CA: Do you recall what you said in your first meeting with the staff? Was it a pep talk?
JM: I don’t remember exactly … in essence it was related to … we were in early stages of a developing industry. We are going to have to get focused on some of the things we really do well. I needed them to really pitch in to work together. And we had to come up with a strategy to satisfy the bank so they wouldn’t take us into bankruptcy within about 30 days. And so I gave everybody a set of assignments and we all went to work. It worked out great. They were a great group to work with. We brought in a new controller and everybody else took either different jobs than they had when I got there, or expanded roles. In the case of Bob I gave him a few other things—and we went after each of our pieces. Each week we’d meet and see the progress we were making. The first year was really getting the priorities set, getting the equipment business moving, Herb took that. Then we got out of five or six other business activities, they weren’t necessarily companies, and focused on the equipment business.
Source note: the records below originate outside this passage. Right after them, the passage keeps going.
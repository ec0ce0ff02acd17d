//! Core game model - pure, deterministic, and testable
//!
//! This crate holds the data the decider reasons about. It has **zero dependencies**
//! on search, I/O or rendering, making it:
//!
//! - **Deterministic**: boards and states are plain values, compared by value
//! - **Cheap to copy**: a `Board` is a flat `Copy` array, so search can try
//!   every candidate on its own scratch copy
//! - **Strict**: placements that overlap or leave the board are rejected,
//!   never partially applied
//!
//! # Module Structure
//!
//! - [`pieces`]: static tetromino catalog, four rotation states per kind
//! - [`board`]: 10x20 occupancy grid, hard-drop resolution, row clearing, deadline row
//! - [`scoring`]: line clear points and cumulative [`Statistics`]
//! - [`game_state`]: board + falling/next piece + deadline flag + statistics
//! - [`rng`]: seeded piece streams for feeding a session
//!
//! # Example
//!
//! ```
//! use tetris_ai_core::{get_shape, Board};
//! use tetris_ai_types::{PieceKind, Rotation};
//!
//! let mut board = Board::new();
//! let square = get_shape(PieceKind::O, Rotation::North);
//!
//! // Drop a square into the left corner
//! let row = board.resolve_landing(square, 0).unwrap();
//! assert_eq!(row, 18);
//! board.place(square, 0, row, PieceKind::O).unwrap();
//!
//! assert_eq!(board.occupied_count(), 4);
//! assert!(board.full_rows().is_empty());
//! ```

pub mod board;
pub mod game_state;
pub mod pieces;
pub mod rng;
pub mod scoring;

pub use tetris_ai_types as types;

// Re-export commonly used types for convenience
pub use board::{Board, BoardParseError, FullRows, PlaceError};
pub use game_state::GameState;
pub use pieces::{get_preview_shape, get_shape, MinoOffset, Shape};
pub use rng::{PieceStream, SimpleRng, StreamOrder};
pub use scoring::{calculate_line_score, Statistics};
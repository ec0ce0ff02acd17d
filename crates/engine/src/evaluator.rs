//! Placement evaluator - one-piece heuristic score
//!
//! Scores a hypothetical placement with six weighted features (Dellacherie style):
//!
//! | feature | board | weight |
//! |---------|-------|--------|
//! | holes | after clear | -4 |
//! | wells | after clear | -1 |
//! | row transitions | after clear | -1 |
//! | column transitions | after clear | -1 |
//! | landing height | before clear | -1 |
//! | eroded cells | before clear | +1 |
//!
//! Out-of-bounds cells count as filled for wells and transitions, so the side
//! walls, the floor and the space above row 0 all behave like blocks.

use tetris_ai_core::{get_shape, Board, FullRows, PlaceError};
use tetris_ai_types::{PieceKind, Rotation, BOARD_HEIGHT, BOARD_WIDTH};

const WIDTH: i8 = BOARD_WIDTH as i8;
const HEIGHT: i8 = BOARD_HEIGHT as i8;

/// Fixed feature weights
#[derive(Debug, Clone, Copy, PartialEq)]
pub struct Weights {
    pub holes: f64,
    pub wells: f64,
    pub row_transitions: f64,
    pub col_transitions: f64,
    pub landing_height: f64,
    pub eroded_cells: f64,
}

pub const WEIGHTS: Weights = Weights {
    holes: -4.0,
    wells: -1.0,
    row_transitions: -1.0,
    col_transitions: -1.0,
    landing_height: -1.0,
    eroded_cells: 1.0,
};

/// Raw feature values for one placement
#[derive(Debug, Clone, Copy, PartialEq, Default)]
pub struct Features {
    pub holes: u32,
    pub wells: u32,
    pub row_transitions: u32,
    pub col_transitions: u32,
    pub landing_height: f64,
    pub eroded_cells: u32,
}

impl Features {
    pub fn weighted(&self, w: &Weights) -> f64 {
        w.holes * self.holes as f64
            + w.wells * self.wells as f64
            + w.row_transitions * self.row_transitions as f64
            + w.col_transitions * self.col_transitions as f64
            + w.landing_height * self.landing_height
            + w.eroded_cells * self.eroded_cells as f64
    }
}

/// Everything the evaluator learned about one placement
#[derive(Debug, Clone, PartialEq)]
pub struct Evaluation {
    pub features: Features,
    pub score: f64,
    /// Rows the placement completes, pre-clear indices top to bottom
    pub cleared_rows: FullRows,
}

/// Score placing `kind` at `rotation` with its top-left corner at (`column`, `landing_row`).
///
/// `landing_row` should come from [`Board::resolve_landing`]; any other row is
/// still scored as long as the piece fits there.
pub fn evaluate(
    board: &Board,
    kind: PieceKind,
    rotation: Rotation,
    column: i8,
    landing_row: i8,
) -> Result<f64, PlaceError> {
    evaluate_placement(board, kind, rotation, column, landing_row).map(|e| e.score)
}

/// Like [`evaluate`], keeping the individual features
pub fn evaluate_placement(
    board: &Board,
    kind: PieceKind,
    rotation: Rotation,
    column: i8,
    landing_row: i8,
) -> Result<Evaluation, PlaceError> {
    let shape = get_shape(kind, rotation);

    let placed = board.with_placed(shape, column, landing_row, kind)?;
    let cleared_rows = placed.full_rows();

    let mut cleared = placed;
    cleared.clear_rows(&cleared_rows);

    let piece_cells_cleared = shape
        .minos()
        .iter()
        .filter(|&&(_, dy)| cleared_rows.contains(&((landing_row + dy) as usize)))
        .count() as u32;

    let features = Features {
        holes: count_holes(&cleared),
        wells: count_wells(&cleared),
        row_transitions: row_transitions(&cleared),
        col_transitions: column_transitions(&cleared),
        landing_height: HEIGHT as f64 - (landing_row as f64 + shape.height() as f64 / 2.0),
        eroded_cells: piece_cells_cleared * cleared_rows.len() as u32,
    };

    Ok(Evaluation {
        score: features.weighted(&WEIGHTS),
        features,
        cleared_rows,
    })
}

/// Empty cells with at least one filled cell anywhere above them in their column
pub fn count_holes(board: &Board) -> u32 {
    let mut holes = 0;
    for x in 0..WIDTH {
        let mut covered = false;
        for y in 0..HEIGHT {
            if board.is_occupied(x, y) {
                covered = true;
            } else if covered {
                holes += 1;
            }
        }
    }
    holes
}

/// Empty cells whose left and right neighbours are both filled (walls count)
pub fn count_wells(board: &Board) -> u32 {
    let mut wells = 0;
    for y in 0..HEIGHT {
        for x in 0..WIDTH {
            if board.is_valid(x, y) && board.is_solid(x - 1, y) && board.is_solid(x + 1, y) {
                wells += 1;
            }
        }
    }
    wells
}

/// Filled/empty changes along each row, with a solid wall on both sides
pub fn row_transitions(board: &Board) -> u32 {
    let mut transitions = 0;
    for y in 0..HEIGHT {
        for x in -1..WIDTH {
            if board.is_solid(x, y) != board.is_solid(x + 1, y) {
                transitions += 1;
            }
        }
    }
    transitions
}

/// Filled/empty changes down each column, solid above row 0 and below the floor
pub fn column_transitions(board: &Board) -> u32 {
    let mut transitions = 0;
    for x in 0..WIDTH {
        for y in -1..HEIGHT {
            if board.is_solid(x, y) != board.is_solid(x, y + 1) {
                transitions += 1;
            }
        }
    }
    transitions
}
//! Move search - exhaustive placement search with deterministic tie-break
//!
//! Every (rotation, column) pair is tried in a fixed order, rotation-major.
//! Pairs without a landing row are skipped, the rest are scored by the
//! evaluator. Among all candidates sharing the maximal score (exact equality)
//! the one with the highest [`tie_break_priority`] wins; equal priorities keep
//! the first candidate encountered.

use std::fmt;

use arrayvec::ArrayVec;
use tracing::{debug, trace};

use tetris_ai_core::{get_shape, Board, GameState, PlaceError};
use tetris_ai_types::{Operation, PieceKind, Rotation, BOARD_WIDTH};

use crate::evaluator::evaluate;

/// Upper bound on candidates: 4 rotations x 10 columns
pub const MAX_CANDIDATES: usize = 4 * BOARD_WIDTH as usize;

/// Center of the board in column units
const CENTER_COLUMN: f64 = (BOARD_WIDTH as f64 - 1.0) / 2.0;

/// Fewest-rotations tie-break, applied after center distance and leftness.
///
/// Kept switched off: decisions must match the established placement order.
pub const ROTATION_TIE_BREAK: bool = false;

pub type Candidates = ArrayVec<Candidate, MAX_CANDIDATES>;

#[derive(Debug, Clone, Copy, PartialEq, Eq)]
pub enum SearchError {
    NoFallingPiece,
    NoLegalPlacement { kind: PieceKind },
    Place(PlaceError),
}

impl SearchError {
    pub fn code(self) -> &'static str {
        match self {
            SearchError::NoFallingPiece => "no_falling_piece",
            SearchError::NoLegalPlacement { .. } => "no_legal_placement",
            SearchError::Place(e) => e.code(),
        }
    }

    pub fn message(self) -> &'static str {
        match self {
            SearchError::NoFallingPiece => "no piece to decide for",
            SearchError::NoLegalPlacement { .. } => "no rotation and column can land the piece",
            SearchError::Place(e) => e.message(),
        }
    }
}

impl fmt::Display for SearchError {
    fn fmt(&self, f: &mut fmt::Formatter<'_>) -> fmt::Result {
        match self {
            SearchError::NoLegalPlacement { kind } => write!(f, "{} ({})", self.message(), kind),
            SearchError::Place(e) => write!(f, "resolved placement rejected: {}", e),
            _ => f.write_str(self.message()),
        }
    }
}

impl std::error::Error for SearchError {}

impl From<PlaceError> for SearchError {
    fn from(e: PlaceError) -> Self {
        SearchError::Place(e)
    }
}

/// A scored, landable placement
#[derive(Debug, Clone, Copy, PartialEq)]
pub struct Candidate {
    pub operation: Operation,
    pub landing_row: i8,
    pub score: f64,
}

/// Secondary ordering among equal scores: far from center first, then further left.
pub fn tie_break_priority(operation: &Operation) -> f64 {
    let column = operation.column as f64;
    let mut priority =
        100.0 * (column - CENTER_COLUMN).abs() + 10.0 * ((BOARD_WIDTH - 1) as f64 - column);
    if ROTATION_TIE_BREAK {
        priority -= operation.rotation.turns_from_spawn() as f64;
    }
    priority
}

/// Score every landable placement of `kind`, in search order
pub fn candidates(board: &Board, kind: PieceKind) -> Result<Candidates, SearchError> {
    let mut out = Candidates::new();

    for rotation in Rotation::ALL {
        let shape = get_shape(kind, rotation);
        for column in 0..BOARD_WIDTH as i8 {
            let Some(landing_row) = board.resolve_landing(shape, column) else {
                continue;
            };

            let score = evaluate(board, kind, rotation, column, landing_row)?;
            trace!(
                rotation = rotation.index(),
                column,
                landing_row,
                score,
                "candidate"
            );

            out.push(Candidate {
                operation: Operation::new(rotation, column),
                landing_row,
                score,
            });
        }
    }

    Ok(out)
}

/// Pick the winner among candidates: maximal score, then highest priority.
///
/// Returns `None` for an empty slice.
pub fn pick_best(candidates: &[Candidate]) -> Option<Candidate> {
    let best_score = candidates
        .iter()
        .map(|c| c.score)
        .fold(f64::NEG_INFINITY, f64::max);

    let mut winner: Option<(Candidate, f64)> = None;
    for candidate in candidates.iter().filter(|c| c.score == best_score) {
        let priority = tie_break_priority(&candidate.operation);
        match winner {
            Some((_, best_priority)) if priority <= best_priority => {}
            _ => winner = Some((*candidate, priority)),
        }
    }

    winner.map(|(c, _)| c)
}

/// Best placement of `kind` on `board`
pub fn best_candidate(board: &Board, kind: PieceKind) -> Result<Candidate, SearchError> {
    let all = candidates(board, kind)?;
    let best = pick_best(&all).ok_or(SearchError::NoLegalPlacement { kind })?;

    debug!(
        piece = %kind,
        rotation = best.operation.rotation.index(),
        column = best.operation.column,
        landing_row = best.landing_row,
        score = best.score,
        considered = all.len(),
        "chose placement"
    );

    Ok(best)
}

/// Best operation for the state's falling piece
pub fn best_operation(state: &GameState) -> Result<Operation, SearchError> {
    let kind = state.falling().ok_or(SearchError::NoFallingPiece)?;
    best_candidate(state.board(), kind).map(|c| c.operation)
}

#[cfg(test)]
mod tests {
    use super::*;

    fn candidate(rotation: Rotation, column: i8, score: f64) -> Candidate {
        Candidate {
            operation: Operation::new(rotation, column),
            landing_row: 0,
            score,
        }
    }

    #[test]
    fn priority_prefers_edges_then_left() {
        let p = |c| tie_break_priority(&Operation::new(Rotation::North, c));
        assert_eq!(p(0), 540.0);
        assert_eq!(p(9), 450.0);
        assert_eq!(p(4), 100.0);
        assert_eq!(p(5), 90.0);
        assert!(p(0) > p(9));
        assert!(p(4) > p(5));
    }

    #[test]
    fn rotation_tie_break_is_inert() {
        let north = tie_break_priority(&Operation::new(Rotation::North, 3));
        let south = tie_break_priority(&Operation::new(Rotation::South, 3));
        assert_eq!(north, south);
    }

    #[test]
    fn pick_best_uses_exact_score_then_priority() {
        let all = [
            candidate(Rotation::North, 5, -10.0),
            candidate(Rotation::East, 0, -10.0),
            candidate(Rotation::North, 9, -10.5),
        ];
        let best = pick_best(&all).unwrap();
        assert_eq!(best.operation, Operation::new(Rotation::East, 0));
    }

    #[test]
    fn pick_best_keeps_first_on_equal_priority() {
        let all = [
            candidate(Rotation::East, 2, 1.0),
            candidate(Rotation::West, 2, 1.0),
        ];
        assert_eq!(pick_best(&all).unwrap().operation.rotation, Rotation::East);
    }

    #[test]
    fn pick_best_of_nothing() {
        assert!(pick_best(&[]).is_none());
    }

    #[test]
    fn i_piece_candidates_on_empty_board() {
        // A flat I fits in columns 0-6, the tall I in all ten.
        let all = candidates(&Board::new(), PieceKind::I).unwrap();
        assert_eq!(all.len(), 7 + 10 + 7 + 10);
    }
}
CA: Keeping the banks happy was an important thing, and I believe you had a relationship with the Bank of America. That must have helped a lot?
JM: I did. The head of the loan committee of the worldwide bank was on the investment committee of the venture fund I was on. So [when] we sent up a request to raise our line, even though we never used it, he approved it. He said he thought Jim would pay it back so they signed it. We did never use all of it.
CA: Were the customers supportive during this period?
JM: They were supportive. They wanted us to be successful; they were just disappointed that we were doing such a poor job. If you asked them they’d help us. We had no customers who didn’t want to help us. In those days our customers were also our competitors. Motorola has some semiconductor equipment capability. IBM, TI had their equipment groups. So we had to demonstrate a better capability than they had and over time of course they [the device makers] got out of it as the capability of our industry got stronger.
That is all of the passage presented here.